How is India reacting to Narendra Modi’s new policy push?
India recently explored a new financial policy to combat black money enterprises, corruption in India, smuggling, terrorism and drugs. In a sudden turn of events, Prime Minister Narendra Modi proclaimed on November 8, that a certain type of Rs. 500 and Rs. 1000 notes will no longer be of any use in the country and they need to be replaced for the public with the newly issued Rs. 500 and Rs. 2000 banknotes. This overhaul of the Gandhi Series banknotes was followed by long queues at ATMs for many in an intolerably humid environment because they were facing a shortage of cash.
Apart from that, agriculture, transports and businesses were also affected grievously, and the Indian stock market crashed for two days. The whole process of the rush to exchange old banknotes with the new is still ongoing and people in India have until 30 December this year to follow through with it. The move has been regarded as a ‘bold and fierce one to fight corruption in the country’ and it is a good effort to clean up after a shoddy 2013, where reportedly 1percent of the Indian population had paid income tax; it has become a cultural barrier to national growth often – although, tax-free cash is black money, even the poor of India sometimes keep a small amount of money safe for family matters.
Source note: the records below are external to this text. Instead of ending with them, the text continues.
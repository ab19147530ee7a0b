//! Queries shared by the two name-keyed collections, folders and tags.

use sqlx::{FromRow, PgPool, postgres::PgRow};
use uuid::Uuid;

use crate::{Error, Result, models::CascadeReport};

const LABEL_COLUMNS: &str = "id, name, created_at, updated_at";

#[derive(Clone, Copy, Debug)]
pub(crate) enum LabelTable {
	Folders,
	Tags,
}
impl LabelTable {
	fn as_str(self) -> &'static str {
		match self {
			Self::Folders => "folders",
			Self::Tags => "tags",
		}
	}

	fn conflict_field(self) -> &'static str {
		match self {
			Self::Folders => "Folder name",
			Self::Tags => "Tag name",
		}
	}

	/// Statement that detaches every note from the label bound as `$1`.
	fn detach_sql(self) -> &'static str {
		match self {
			Self::Folders => "\
UPDATE notes
SET folder_id = NULL, updated_at = now()
WHERE folder_id = $1",
			Self::Tags => "\
UPDATE notes
SET tags = array_remove(tags, $1), updated_at = now()
WHERE $1 = ANY(tags)",
		}
	}
}

pub(crate) async fn list<T>(pool: &PgPool, table: LabelTable) -> Result<Vec<T>>
where
	T: for<'r> FromRow<'r, PgRow> + Send + Unpin,
{
	let sql =
		format!("SELECT {LABEL_COLUMNS} FROM {} ORDER BY name COLLATE \"C\" ASC", table.as_str());
	let rows = sqlx::query_as::<_, T>(&sql).fetch_all(pool).await?;

	Ok(rows)
}

pub(crate) async fn find<T>(pool: &PgPool, table: LabelTable, id: Uuid) -> Result<Option<T>>
where
	T: for<'r> FromRow<'r, PgRow> + Send + Unpin,
{
	let sql = format!("SELECT {LABEL_COLUMNS} FROM {} WHERE id = $1", table.as_str());
	let row = sqlx::query_as::<_, T>(&sql).bind(id).fetch_optional(pool).await?;

	Ok(row)
}

pub(crate) async fn find_many<T>(pool: &PgPool, table: LabelTable, ids: &[Uuid]) -> Result<Vec<T>>
where
	T: for<'r> FromRow<'r, PgRow> + Send + Unpin,
{
	if ids.is_empty() {
		return Ok(Vec::new());
	}

	let sql = format!("SELECT {LABEL_COLUMNS} FROM {} WHERE id = ANY($1)", table.as_str());
	let rows = sqlx::query_as::<_, T>(&sql).bind(ids).fetch_all(pool).await?;

	Ok(rows)
}

pub(crate) async fn insert<T>(pool: &PgPool, table: LabelTable, name: &str) -> Result<T>
where
	T: for<'r> FromRow<'r, PgRow> + Send + Unpin,
{
	let sql =
		format!("INSERT INTO {} (name) VALUES ($1) RETURNING {LABEL_COLUMNS}", table.as_str());

	sqlx::query_as::<_, T>(&sql)
		.bind(name)
		.fetch_one(pool)
		.await
		.map_err(|err| Error::from_write(err, table.conflict_field()))
}

pub(crate) async fn rename<T>(
	pool: &PgPool,
	table: LabelTable,
	id: Uuid,
	name: &str,
) -> Result<Option<T>>
where
	T: for<'r> FromRow<'r, PgRow> + Send + Unpin,
{
	let sql = format!(
		"\
UPDATE {}
SET name = $1, updated_at = now()
WHERE id = $2
RETURNING {LABEL_COLUMNS}",
		table.as_str()
	);

	sqlx::query_as::<_, T>(&sql)
		.bind(name)
		.bind(id)
		.fetch_optional(pool)
		.await
		.map_err(|err| Error::from_write(err, table.conflict_field()))
}

/// Detaches referencing notes and removes the label in one transaction.
///
/// Notes carry no foreign key to their labels, so a note written concurrently with a reference to
/// the label after the detach statement runs keeps that reference. Readers treat such dangling
/// ids as absent.
pub(crate) async fn delete_cascade(
	pool: &PgPool,
	table: LabelTable,
	id: Uuid,
) -> Result<CascadeReport> {
	let mut tx = pool.begin().await?;
	let notes_updated =
		sqlx::query(table.detach_sql()).bind(id).execute(&mut *tx).await?.rows_affected();
	let delete_sql = format!("DELETE FROM {} WHERE id = $1", table.as_str());
	let removed = sqlx::query(&delete_sql).bind(id).execute(&mut *tx).await?.rows_affected() > 0;

	tx.commit().await?;

	Ok(CascadeReport { removed, notes_updated })
}
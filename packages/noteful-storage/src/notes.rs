use sqlx::{PgPool, Postgres, QueryBuilder};
use uuid::Uuid;

use crate::{
	Result,
	models::{NewNote, Note, NoteFilter, NotePatch},
};

pub(crate) const NOTE_COLUMNS: &str =
	"id, seq, title, content, folder_id, tags, created_at, updated_at";

pub(crate) async fn list(pool: &PgPool, filter: &NoteFilter) -> Result<Vec<Note>> {
	let mut builder: QueryBuilder<Postgres> =
		QueryBuilder::new(format!("SELECT {NOTE_COLUMNS} FROM notes WHERE TRUE"));

	if let Some(term) = filter.search_term.as_deref() {
		let pattern = like_pattern(term);

		builder.push(" AND (title ILIKE ");
		builder.push_bind(pattern.clone());
		builder.push(" OR content ILIKE ");
		builder.push_bind(pattern);
		builder.push(")");
	}
	if let Some(folder_id) = filter.folder_id {
		builder.push(" AND folder_id = ");
		builder.push_bind(folder_id);
	}
	if let Some(tag_id) = filter.tag_id {
		builder.push(" AND ");
		builder.push_bind(tag_id);
		builder.push(" = ANY(tags)");
	}

	builder.push(" ORDER BY created_at ASC, seq ASC");

	let notes = builder.build_query_as::<Note>().fetch_all(pool).await?;

	Ok(notes)
}

pub(crate) async fn find(pool: &PgPool, id: Uuid) -> Result<Option<Note>> {
	let sql = format!("SELECT {NOTE_COLUMNS} FROM notes WHERE id = $1");
	let note = sqlx::query_as::<_, Note>(&sql).bind(id).fetch_optional(pool).await?;

	Ok(note)
}

pub(crate) async fn insert(pool: &PgPool, note: &NewNote) -> Result<Note> {
	let sql = format!(
		"\
INSERT INTO notes (title, content, folder_id, tags)
VALUES ($1, $2, $3, $4)
RETURNING {NOTE_COLUMNS}"
	);
	let note = sqlx::query_as::<_, Note>(&sql)
		.bind(note.title.as_str())
		.bind(note.content.as_deref())
		.bind(note.folder_id)
		.bind(note.tags.as_slice())
		.fetch_one(pool)
		.await?;

	Ok(note)
}

pub(crate) async fn update(pool: &PgPool, id: Uuid, patch: &NotePatch) -> Result<Option<Note>> {
	let mut builder: QueryBuilder<Postgres> =
		QueryBuilder::new("UPDATE notes SET updated_at = now()");

	if let Some(title) = patch.title.as_deref() {
		builder.push(", title = ");
		builder.push_bind(title);
	}
	if let Some(content) = patch.content.as_ref() {
		builder.push(", content = ");
		builder.push_bind(content.as_deref());
	}
	if let Some(folder_id) = patch.folder_id {
		builder.push(", folder_id = ");
		builder.push_bind(folder_id);
	}

	builder.push(" WHERE id = ");
	builder.push_bind(id);
	builder.push(format!(" RETURNING {NOTE_COLUMNS}"));

	let note = builder.build_query_as::<Note>().fetch_optional(pool).await?;

	Ok(note)
}

pub(crate) async fn delete(pool: &PgPool, id: Uuid) -> Result<bool> {
	let result = sqlx::query("DELETE FROM notes WHERE id = $1").bind(id).execute(pool).await?;

	Ok(result.rows_affected() > 0)
}

/// Builds an `ILIKE` pattern that matches `term` literally anywhere in the value.
pub(crate) fn like_pattern(term: &str) -> String {
	let mut pattern = String::with_capacity(term.len() + 2);

	pattern.push('%');

	for ch in term.chars() {
		if matches!(ch, '%' | '_' | '\\') {
			pattern.push('\\');
		}

		pattern.push(ch);
	}

	pattern.push('%');

	pattern
}
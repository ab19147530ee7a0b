use sqlx::{PgConnection, PgPool, postgres::PgPoolOptions};

use crate::{Result, schema};

const SCHEMA_LOCK_ID: i64 = 6_683_385;

pub struct Db {
	pub pool: PgPool,
}
impl Db {
	pub(crate) const DROP_TABLES: &str = "DROP TABLE IF EXISTS notes, tags, folders";

	pub async fn connect(cfg: &noteful_config::Postgres) -> Result<Self> {
		let pool =
			PgPoolOptions::new().max_connections(cfg.pool_max_conns).connect(&cfg.dsn).await?;

		Ok(Self { pool })
	}

	/// Creates the tables and their indexes when missing. Concurrent callers are serialized on
	/// a transaction-scoped advisory lock.
	pub async fn ensure_schema(&self) -> Result<()> {
		let mut tx = self.pool.begin().await?;

		Self::lock_schema(&mut tx).await?;
		sqlx::raw_sql(&schema::render_schema()).execute(&mut *tx).await?;

		tx.commit().await?;

		tracing::debug!("Schema is up to date.");

		Ok(())
	}

	pub async fn close(&self) {
		self.pool.close().await;
	}

	/// Holds the schema lock until `conn`'s transaction ends.
	pub(crate) async fn lock_schema(conn: &mut PgConnection) -> Result<()> {
		sqlx::query("SELECT pg_advisory_xact_lock($1)").bind(SCHEMA_LOCK_ID).execute(conn).await?;

		Ok(())
	}
}
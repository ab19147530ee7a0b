use std::sync::Arc;

use noteful_storage::Store;

use crate::{
	Error, NameRequest, Result,
	validate::{parse_id, required_text},
	views::TagView,
};

const DUPLICATE_TAG: &str = "The tag name already exists";

pub struct TagService {
	store: Arc<dyn Store>,
}
impl TagService {
	pub fn new(store: Arc<dyn Store>) -> Self {
		Self { store }
	}

	pub async fn list(&self) -> Result<Vec<TagView>> {
		let tags = self.store.list_tags().await?;

		Ok(tags.into_iter().map(TagView::from).collect())
	}

	pub async fn get(&self, id: &str) -> Result<TagView> {
		let id = parse_id(id)?;
		let tag = self.store.find_tag(id).await?.ok_or_else(Error::not_found)?;

		Ok(tag.into())
	}

	pub async fn create(&self, req: NameRequest) -> Result<TagView> {
		let name = required_text(req.name.as_deref(), "name")?;

		match self.store.insert_tag(&name).await {
			Ok(tag) => {
				tracing::info!(tag_id = %tag.id, "Tag created.");

				Ok(tag.into())
			},
			Err(err) => {
				let err = Error::from_write(err, DUPLICATE_TAG);

				if matches!(err, Error::DuplicateName { .. }) {
					tracing::warn!(name = %name, "Rejected duplicate tag name.");
				}

				Err(err)
			},
		}
	}

	/// Renames a tag. A tag removed between validation and the write yields `NotFound`.
	pub async fn update(&self, id: &str, req: NameRequest) -> Result<TagView> {
		let id = parse_id(id)?;
		let name = required_text(req.name.as_deref(), "name")?;
		let Some(tag) = self
			.store
			.rename_tag(id, &name)
			.await
			.map_err(|err| Error::from_write(err, DUPLICATE_TAG))?
		else {
			return Err(Error::not_found());
		};

		tracing::info!(tag_id = %tag.id, "Tag renamed.");

		Ok(tag.into())
	}

	/// Pulls the tag out of every note's tag list, then removes it. Unknown ids succeed.
	pub async fn delete(&self, id: &str) -> Result<()> {
		let id = parse_id(id)?;
		let report = self.store.delete_tag(id).await?;

		tracing::info!(
			tag_id = %id,
			removed = report.removed,
			notes_updated = report.notes_updated,
			"Tag deleted."
		);

		Ok(())
	}
}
Narendra Modi reigns well over people invested in small businesses and merchants but this policy initiative is expected to hit both the groups hard, as Modi gears up to deliver promises made before his election in 2014. Despite the cultural barrier existing there, the move has been welcomed overwhelmingly by Indians because one of their deeply entrenched fears involves finding no justness whatsoever in the reasoning that the rich of India do not pay their taxes appropriately. India is solidly warming up to the idea of paying income tax more regularly, which can really prove to be beneficial for it’s national economy and infrastructure in the long run.